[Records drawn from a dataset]
· · ·
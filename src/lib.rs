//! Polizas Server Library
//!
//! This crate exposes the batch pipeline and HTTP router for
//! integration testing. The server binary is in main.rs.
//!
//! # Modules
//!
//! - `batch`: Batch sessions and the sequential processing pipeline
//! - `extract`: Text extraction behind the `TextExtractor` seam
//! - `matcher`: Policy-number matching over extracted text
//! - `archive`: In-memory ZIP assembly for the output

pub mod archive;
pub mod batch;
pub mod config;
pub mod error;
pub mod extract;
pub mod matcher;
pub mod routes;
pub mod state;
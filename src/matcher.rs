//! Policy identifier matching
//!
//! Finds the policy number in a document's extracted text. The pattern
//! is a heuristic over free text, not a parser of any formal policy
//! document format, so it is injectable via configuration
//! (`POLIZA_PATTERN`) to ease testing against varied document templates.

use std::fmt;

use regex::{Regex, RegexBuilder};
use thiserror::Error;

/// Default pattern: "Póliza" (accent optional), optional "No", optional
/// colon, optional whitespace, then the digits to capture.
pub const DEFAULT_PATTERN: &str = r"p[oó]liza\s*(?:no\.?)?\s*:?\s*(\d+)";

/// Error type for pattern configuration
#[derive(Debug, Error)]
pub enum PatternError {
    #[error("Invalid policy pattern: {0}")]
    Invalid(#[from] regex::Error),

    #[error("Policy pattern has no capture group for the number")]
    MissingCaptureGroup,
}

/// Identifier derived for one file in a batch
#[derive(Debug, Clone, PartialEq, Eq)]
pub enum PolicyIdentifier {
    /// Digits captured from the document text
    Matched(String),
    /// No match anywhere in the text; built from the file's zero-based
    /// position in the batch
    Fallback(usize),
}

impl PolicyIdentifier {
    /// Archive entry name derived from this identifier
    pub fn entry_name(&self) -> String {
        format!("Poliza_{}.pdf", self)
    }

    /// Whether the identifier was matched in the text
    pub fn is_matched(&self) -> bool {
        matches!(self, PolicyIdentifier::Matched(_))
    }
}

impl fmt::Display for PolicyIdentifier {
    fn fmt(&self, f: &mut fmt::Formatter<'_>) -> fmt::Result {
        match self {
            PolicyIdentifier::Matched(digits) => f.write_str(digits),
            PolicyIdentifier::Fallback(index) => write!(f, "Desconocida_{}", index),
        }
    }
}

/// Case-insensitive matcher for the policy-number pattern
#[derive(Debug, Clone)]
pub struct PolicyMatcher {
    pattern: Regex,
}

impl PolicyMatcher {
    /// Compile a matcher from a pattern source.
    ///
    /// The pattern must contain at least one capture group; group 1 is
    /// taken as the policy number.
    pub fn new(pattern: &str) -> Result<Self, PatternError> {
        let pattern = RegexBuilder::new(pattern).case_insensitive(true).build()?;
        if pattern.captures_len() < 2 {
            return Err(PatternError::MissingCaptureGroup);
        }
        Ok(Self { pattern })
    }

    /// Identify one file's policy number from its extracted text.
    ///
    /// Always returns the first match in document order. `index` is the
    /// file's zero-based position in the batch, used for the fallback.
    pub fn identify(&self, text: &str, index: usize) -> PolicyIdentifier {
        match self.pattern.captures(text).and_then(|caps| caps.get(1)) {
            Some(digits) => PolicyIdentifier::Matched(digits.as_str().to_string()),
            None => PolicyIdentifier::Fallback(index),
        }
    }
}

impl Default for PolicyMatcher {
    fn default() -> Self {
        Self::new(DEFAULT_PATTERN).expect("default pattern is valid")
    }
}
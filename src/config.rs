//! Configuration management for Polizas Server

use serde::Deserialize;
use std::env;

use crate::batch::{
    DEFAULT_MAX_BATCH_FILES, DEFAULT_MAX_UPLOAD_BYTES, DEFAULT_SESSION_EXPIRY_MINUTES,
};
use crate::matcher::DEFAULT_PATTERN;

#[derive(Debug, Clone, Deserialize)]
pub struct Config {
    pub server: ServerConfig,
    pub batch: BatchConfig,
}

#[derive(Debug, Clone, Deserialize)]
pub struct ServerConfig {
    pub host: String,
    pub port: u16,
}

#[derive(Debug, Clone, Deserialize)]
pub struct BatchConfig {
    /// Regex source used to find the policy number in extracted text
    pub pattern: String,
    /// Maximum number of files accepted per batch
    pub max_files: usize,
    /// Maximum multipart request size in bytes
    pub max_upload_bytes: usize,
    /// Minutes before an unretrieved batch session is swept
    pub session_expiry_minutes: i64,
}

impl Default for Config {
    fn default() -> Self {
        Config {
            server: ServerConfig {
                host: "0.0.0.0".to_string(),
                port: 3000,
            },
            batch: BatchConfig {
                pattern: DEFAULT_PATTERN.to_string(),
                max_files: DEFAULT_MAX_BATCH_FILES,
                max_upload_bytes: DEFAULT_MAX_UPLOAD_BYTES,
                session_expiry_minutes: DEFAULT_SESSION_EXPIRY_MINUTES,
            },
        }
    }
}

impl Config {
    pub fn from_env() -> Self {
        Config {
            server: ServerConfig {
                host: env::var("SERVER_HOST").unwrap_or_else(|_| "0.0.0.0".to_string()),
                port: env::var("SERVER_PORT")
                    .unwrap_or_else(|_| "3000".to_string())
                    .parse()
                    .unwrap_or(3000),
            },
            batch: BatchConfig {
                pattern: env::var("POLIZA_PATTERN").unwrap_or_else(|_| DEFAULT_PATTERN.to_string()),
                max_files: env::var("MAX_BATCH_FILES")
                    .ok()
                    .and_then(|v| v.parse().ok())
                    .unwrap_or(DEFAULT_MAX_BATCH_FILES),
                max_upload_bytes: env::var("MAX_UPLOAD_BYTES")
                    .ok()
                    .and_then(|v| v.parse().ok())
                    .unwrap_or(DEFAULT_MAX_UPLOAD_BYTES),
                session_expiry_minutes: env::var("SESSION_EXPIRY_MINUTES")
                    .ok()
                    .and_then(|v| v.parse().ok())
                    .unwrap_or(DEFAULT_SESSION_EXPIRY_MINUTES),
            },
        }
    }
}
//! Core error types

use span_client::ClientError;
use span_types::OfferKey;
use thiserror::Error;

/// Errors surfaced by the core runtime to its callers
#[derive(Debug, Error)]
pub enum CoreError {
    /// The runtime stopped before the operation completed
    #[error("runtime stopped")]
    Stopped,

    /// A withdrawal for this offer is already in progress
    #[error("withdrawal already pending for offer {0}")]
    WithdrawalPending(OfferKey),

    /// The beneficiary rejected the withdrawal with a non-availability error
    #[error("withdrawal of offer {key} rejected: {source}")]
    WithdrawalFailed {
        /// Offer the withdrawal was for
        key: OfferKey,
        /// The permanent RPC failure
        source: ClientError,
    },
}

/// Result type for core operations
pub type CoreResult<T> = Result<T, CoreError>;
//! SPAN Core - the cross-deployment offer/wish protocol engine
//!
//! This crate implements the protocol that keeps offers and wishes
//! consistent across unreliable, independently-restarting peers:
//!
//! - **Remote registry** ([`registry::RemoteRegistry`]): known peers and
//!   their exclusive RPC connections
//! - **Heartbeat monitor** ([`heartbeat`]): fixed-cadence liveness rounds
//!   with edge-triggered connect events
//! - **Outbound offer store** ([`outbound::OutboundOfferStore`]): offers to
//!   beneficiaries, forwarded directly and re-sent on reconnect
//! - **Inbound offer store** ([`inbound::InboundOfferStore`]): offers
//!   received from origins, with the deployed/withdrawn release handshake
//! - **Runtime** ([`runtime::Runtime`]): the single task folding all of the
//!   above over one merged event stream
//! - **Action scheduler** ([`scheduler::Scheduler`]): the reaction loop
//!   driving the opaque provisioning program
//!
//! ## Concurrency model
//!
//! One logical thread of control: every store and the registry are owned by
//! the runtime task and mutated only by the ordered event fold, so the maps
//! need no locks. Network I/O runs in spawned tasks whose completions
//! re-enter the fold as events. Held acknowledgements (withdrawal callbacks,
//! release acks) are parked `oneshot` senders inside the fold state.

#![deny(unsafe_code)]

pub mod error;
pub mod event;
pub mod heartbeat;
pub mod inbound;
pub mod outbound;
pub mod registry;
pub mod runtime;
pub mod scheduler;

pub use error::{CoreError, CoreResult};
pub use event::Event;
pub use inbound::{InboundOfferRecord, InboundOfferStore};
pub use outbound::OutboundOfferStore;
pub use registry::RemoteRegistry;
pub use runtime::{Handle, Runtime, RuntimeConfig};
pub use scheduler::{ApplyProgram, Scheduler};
· · ·
* [Required work]: Above are the records; print exactly the lines from the line with "for the output" to the line with "use std::fmt;", including both, and nothing else.

* [Task output]:
//! - `archive`: In-memory ZIP assembly for the output

pub mod archive;
pub mod batch;
pub mod config;
pub mod error;
pub mod extract;
pub mod matcher;
pub mod routes;
pub mod state;
filename src/matcher.rs
//! Policy identifier matching
//!
//! Finds the policy number in a document's extracted text. The pattern
//! is a heuristic over free text, not a parser of any formal policy
//! document format, so it is injectable via configuration
//! (`POLIZA_PATTERN`) to ease testing against varied document templates.

use std::fmt;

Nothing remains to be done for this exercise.